Problem to solve: Please return the lines of the data below, word for word, from the first line through the line containing "built-in argument sets.".

Recorded information:
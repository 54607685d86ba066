//! Command implementations for the CLI.
//!
//! Each submodule contains the implementation of a specific command. Handlers
//! take the [`CommandContext`](crate::context::CommandContext) built in `main`.

/// The `arg-sets` command: lists the built-in argument sets.
pub mod arg_sets;

/// The `convert` command: probes, plans and runs ffmpeg with fallback.
pub mod convert;

/// The `plan` command: prints the plan and candidate commands.
pub mod plan;

/// The `probe` command: prints the stream inventory.
pub mod probe;

pub use arg_sets::run_arg_sets;
pub use convert::run_convert;
pub use plan::run_plan;
pub use probe::run_probe;
//! Configuration structures and constants for the mediary-core library.
//!
//! A [`CoreConfig`] is built once per invocation by the consumer (e.g.
//! mediary-cli) and passed explicitly into the conversion driver. Nothing in
//! the library reads configuration from global state.

mod builder;

use std::collections::HashSet;
use std::path::PathBuf;

use crate::error::{CoreError, CoreResult};
use crate::fallback::HardwareBackend;

pub use builder::CoreConfigBuilder;

// Default constants

/// Default ffmpeg executable, resolved through `PATH`.
pub const DEFAULT_FFMPEG: &str = "ffmpeg";

/// Default ffprobe executable, resolved through `PATH`.
pub const DEFAULT_FFPROBE: &str = "ffprobe";

/// Argument set used when none is given.
pub const DEFAULT_ARG_SET: &str = "default";

/// Main configuration structure for the mediary-core library.
///
/// # Examples
///
/// ```rust
/// use mediary_core::config::CoreConfigBuilder;
/// use mediary_core::fallback::HardwareBackend;
///
/// let config = CoreConfigBuilder::new()
///     .ffmpeg_path("/usr/local/bin/ffmpeg")
///     .arg_sets(vec!["default".to_string(), "mp4".to_string()])
///     .hardware_backends(vec![HardwareBackend::Nvenc])
///     .overwrite(false)
///     .build();
/// assert!(config.validate().is_ok());
/// ```
#[derive(Debug, Clone)]
pub struct CoreConfig {
    /// ffmpeg executable name or path
    pub ffmpeg_path: String,

    /// ffprobe executable name or path
    pub ffprobe_path: String,

    /// Argument-set sources (built-in names, names in `arg_set_dirs`, or file
    /// paths), lowest precedence first
    pub arg_sets: Vec<String>,

    /// Output argument-set sources, resolved like `arg_sets`. Their options are
    /// added to the compiled command but never change the plan or the
    /// compliance check
    pub output_arg_sets: Vec<String>,

    /// Directories searched for `<name>.txt` argument sets
    pub arg_set_dirs: Vec<PathBuf>,

    /// Hardware backends to try before the software encoders, in order
    pub hardware_backends: Vec<HardwareBackend>,

    /// Overwrite an existing output file
    pub overwrite: bool,

    /// Do not invoke ffmpeg when the input already satisfies the requirements
    pub skip_compliant: bool,

    /// Compile the first candidate's command without running it
    pub dry_run: bool,
}

impl Default for CoreConfig {
    fn default() -> Self {
        Self {
            ffmpeg_path: DEFAULT_FFMPEG.to_string(),
            ffprobe_path: DEFAULT_FFPROBE.to_string(),
            arg_sets: vec![DEFAULT_ARG_SET.to_string()],
            output_arg_sets: Vec::new(),
            arg_set_dirs: Vec::new(),
            hardware_backends: HardwareBackend::detect(),
            overwrite: true,
            skip_compliant: true,
            dry_run: false,
        }
    }
}

impl CoreConfig {
    /// Validates the configuration.
    ///
    /// # Returns
    ///
    /// * `Ok(())` - If the configuration is usable
    /// * `Err(CoreError::Config)` - If an executable path is empty, an
    ///   argument-set directory does not exist, or a backend is listed twice
    pub fn validate(&self) -> CoreResult<()> {
        if self.ffmpeg_path.trim().is_empty() {
            return Err(CoreError::Config("ffmpeg path must not be empty".to_string()));
        }
        if self.ffprobe_path.trim().is_empty() {
            return Err(CoreError::Config("ffprobe path must not be empty".to_string()));
        }

        for dir in &self.arg_set_dirs {
            if !dir.is_dir() {
                return Err(CoreError::Config(format!(
                    "Argument set directory does not exist: {}",
                    dir.display()
                )));
            }
        }

        let mut seen = HashSet::new();
        for backend in &self.hardware_backends {
            if !seen.insert(*backend) {
                return Err(CoreError::Config(format!(
                    "Hardware backend '{backend}' is listed more than once"
                )));
            }
        }

        Ok(())
    }
}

Written response:
repository 54607685d86ba066
//! Command implementations for the CLI.
//!
//! Each submodule contains the implementation of a specific command. Handlers
//! take the [`CommandContext`](crate::context::CommandContext) built in `main`.

/// The `arg-sets` command: lists the built-in argument sets.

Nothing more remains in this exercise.